> [THE INPUT]:
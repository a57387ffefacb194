//! A single-slot broadcast event (`evt`, StateOS's one-shot event object):
//! `give` stores a value and releases every task currently waiting; `take`
//! consumes whatever value is posted, blocking if none is.
//!
//! The distilled spec flagged the reference kernel's `evq_wait` as
//! ambiguous about whether `E_FAILURE` on `value == 0` was intentional,
//! since zero is a perfectly legal posted value. This type sidesteps the
//! question entirely by tracking "is a value posted" as its own `Option`
//! rather than overloading the value itself as a sentinel.
use crate::clock::{Tick, IMMEDIATE};
use crate::error::Error;
use crate::klock::CpuLockCell;
use crate::system;
use crate::wait::{self, WaitQueue};

pub struct EventGate {
    value: CpuLockCell<Option<u32>>,
    waiters: WaitQueue,
}

impl EventGate {
    pub const fn new() -> Self {
        Self {
            value: CpuLockCell::new(None),
            waiters: WaitQueue::new(),
        }
    }

    /// Consume the posted value, blocking for at most `delay` ticks if none
    /// has been posted yet.
    pub fn take(&'static self, delay: Tick) -> Result<u32, Error> {
        let deadline = system::Deadline::new(delay);
        loop {
            let me;
            let remaining;
            {
                let mut guard = crate::klock::lock();
                let cpu = guard.cpu();
                if let Some(value) = self.value.get(cpu) {
                    self.value.set(cpu, None);
                    return Ok(value);
                }
                remaining = deadline.remaining(cpu);
                if remaining == IMMEDIATE {
                    return Err(Error::Timeout);
                }
                me = system::current(cpu);
            }
            wait::wait_for(me, Some(&self.waiters), remaining).into_result()?;
        }
    }

    /// Post `value` and release every task currently waiting. A `give` with
    /// no one waiting still leaves the value posted for the next `take`.
    pub fn give(&'static self, value: u32) {
        crate::klock::with_lock(|cpu| {
            self.value.set(cpu, Some(value));
            wait::wakeup_all(cpu, &self.waiters, crate::error::Event::Success);
        });
    }

    /// Reset: wake every current waiter with [`Error::Stopped`] and clear
    /// any unconsumed posted value.
    pub fn reset(&'static self) {
        crate::klock::with_lock(|cpu| {
            self.value.set(cpu, None);
            wait::wakeup_all(cpu, &self.waiters, crate::error::Event::Stopped);
        });
    }

    /// Destroy: wake every current waiter with [`Error::Deleted`].
    pub fn destroy(&'static self) {
        crate::klock::with_lock(|cpu| {
            wait::wakeup_all(cpu, &self.waiters, crate::error::Event::Deleted);
        });
    }
}

#[cfg(test)]
mod tests {
    use super::*;
    use crate::task::TaskCb;

    fn noop(_arg: usize) {}

    fn as_current(task: &'static TaskCb) {
        crate::klock::with_lock(|cpu| system::set_current(cpu, task));
    }

    static GATE: EventGate = EventGate::new();
    static TASK_TAKER: TaskCb = TaskCb::new("evt-taker", 5, noop, 0);

    #[test]
    fn give_before_take_is_not_lost() {
        let _g = crate::test_support::setup();
        as_current(&TASK_TAKER);
        GATE.give(42);
        assert_eq!(GATE.take(IMMEDIATE), Ok(42));
    }

    #[test]
    fn take_with_nothing_posted_times_out_immediately() {
        let _g = crate::test_support::setup();
        as_current(&TASK_TAKER);
        assert_eq!(GATE.take(IMMEDIATE), Err(Error::Timeout));
    }

    #[test]
    fn zero_is_a_legal_posted_value() {
        let _g = crate::test_support::setup();
        as_current(&TASK_TAKER);
        GATE.give(0);
        assert_eq!(GATE.take(IMMEDIATE), Ok(0));
    }
}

> [TASK STATEMENT]:
If a line of the records above contains the word "currently", count it; give only the total.

> [ANSWER SECTION]:
2